Eu simpatizo com as preocupações de Bullard sobre o custo da implementação de um sistema RFID durante um período de crise financeira. O COVID-19 afetou todas as pessoas e empresas do planeta e continuará a fazê-lo nos próximos anos, por isso é natural que as empresas entrem em pânico ao pensar em ter que gastar dinheiro adicional agora. No entanto, também acho que a carne dele e de outros com a proposta de RFID é míope. Às vezes, é necessário um grande investimento para obter ganhos a longo prazo. Um programa nacional de identificação de gado por RFID beneficiaria consumidores, varejistas e proprietários de gado, além de proteger a saúde e a segurança dos animais e seres humanos que os consomem, mas também economizaria dinheiro para todos os envolvidos.

A RFID permite que fazendas e outros membros da cadeia de suprimentos identifiquem facilmente o gado, rastreiem os movimentos dos animais, monitorem doenças e otimizem processos. A marcação de animais pode automatizar tarefas rotineiras, como a distribuição de alimentos para diferentes tipos de gado, com base em suas necessidades específicas. E um banco de dados RFID pode armazenar registros veterinários e históricos de reprodução, permitindo que os produtores de gado evitem os processos manuais demorados envolvidos na venda de animais, além de aumentar a precisão e a eficiência.

Além disso, a RFID pode ajudar fazendas e fazendas a evitar roubos e caça furtiva, já que cada animal é rastreável por meio do seu número de identificação de etiqueta RFID – assim como marcar animais domésticos pode ajudar as famílias a encontrar aqueles que podem passear para fora e acabar perdidos. Uma solução RFID pode ser configurada para monitorar atividades suspeitas, impedir que os animais deixem locais seguros e impedir que eles se aproximem de estradas, ravinas, sistemas elétricos e outras áreas perigosas. Quando cada cabeça de gado tem seu próprio ID exclusivo, a tarefa de identificar animais e coletar dados pode ser realizada em velocidades muito maiores, permitindo que todos os membros da cadeia de suprimentos acessem rapidamente informações sobre a data de nascimento de um animal em particular, suas inoculações , seu histórico de saúde e muito mais.

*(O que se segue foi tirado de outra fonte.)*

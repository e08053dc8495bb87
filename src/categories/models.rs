use serde::{Deserialize, Serialize};
use sqlx::FromRow;

#[derive(Debug, Clone, Serialize, Deserialize, FromRow)]
#[serde(rename_all = "camelCase")]
pub struct Category {
    pub id: i64,
    pub user_id: i64,
    pub name: String,
    #[serde(rename = "order")]
    pub sort_order: i64,
    pub created_at: String,
}

#[derive(Debug, Deserialize)]
pub struct CreateCategoryRequest {
    pub name: Option<String>,
}

#[derive(Debug, Deserialize)]
pub struct RenameCategoryRequest {
    pub name: Option<String>,
}

#[derive(Debug, Deserialize)]
#[serde(rename_all = "camelCase")]
pub struct ReorderCategoriesRequest {
    pub ordered_ids: Option<Vec<i64>>,
}

#[derive(Debug, Serialize)]
pub struct CategoryResponse {
    pub category: Category,
}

A tecnologia fornece rastreabilidade de doenças, permite que os produtores atendam aos requisitos de inspeção eletronicamente, expande o potencial de oportunidades de marketing internacional – já que vários países exigem o tipo de histórico digital para gado que a RFID oferece – e permite que os usuários monitorem o que acontece com os animais à medida que são carregados em caminhões e são movidos por toda a cadeia de suprimentos. Em resumo, a RFID fornece um registro digital que aumenta a visibilidade da saúde, condição e história dos animais. Ele pode proteger a indústria pecuária contra a rápida disseminação de doenças, ajudando-a a atender às crescentes expectativas dos compradores estrangeiros e nacionais.

Tudo isso se traduz em ganhos financeiros. Aqueles que se opõem à promulgação de um mandato nacional de etiquetagem de gado o fazem sob a percepção de que os custos de curto prazo envolvidos na criação de um sistema RFID seriam proibitivos. Enquanto isso, de volta ao rancho, os benefícios a longo prazo são claros – e isso não é um touro. Numa época em que muitas empresas estão preocupadas com sua prosperidade contínua, ter uma ferramenta como a RFID em seu arsenal pode ajudá-las a sobreviver aos tempos desafiadores que enfrentaremos nos próximos meses e anos. Uma cadeia de suprimentos de gado otimizada beneficia a todos, e seria inteligente que aqueles que estão no caminho do progresso recuassem, considerassem o cenário mais amplo e tentassem não assumir o pior.

Ou, para citar Bart Simpson… não tenha uma vaca, cara.

Rich Handley é o editor-gerente do RFID Journal desde 2005. Rich é autor, editou ou contribuiu para vários livros sobre cultura pop e também é o editor da Star Trek Graphic Novel Collection da Eaglemoss.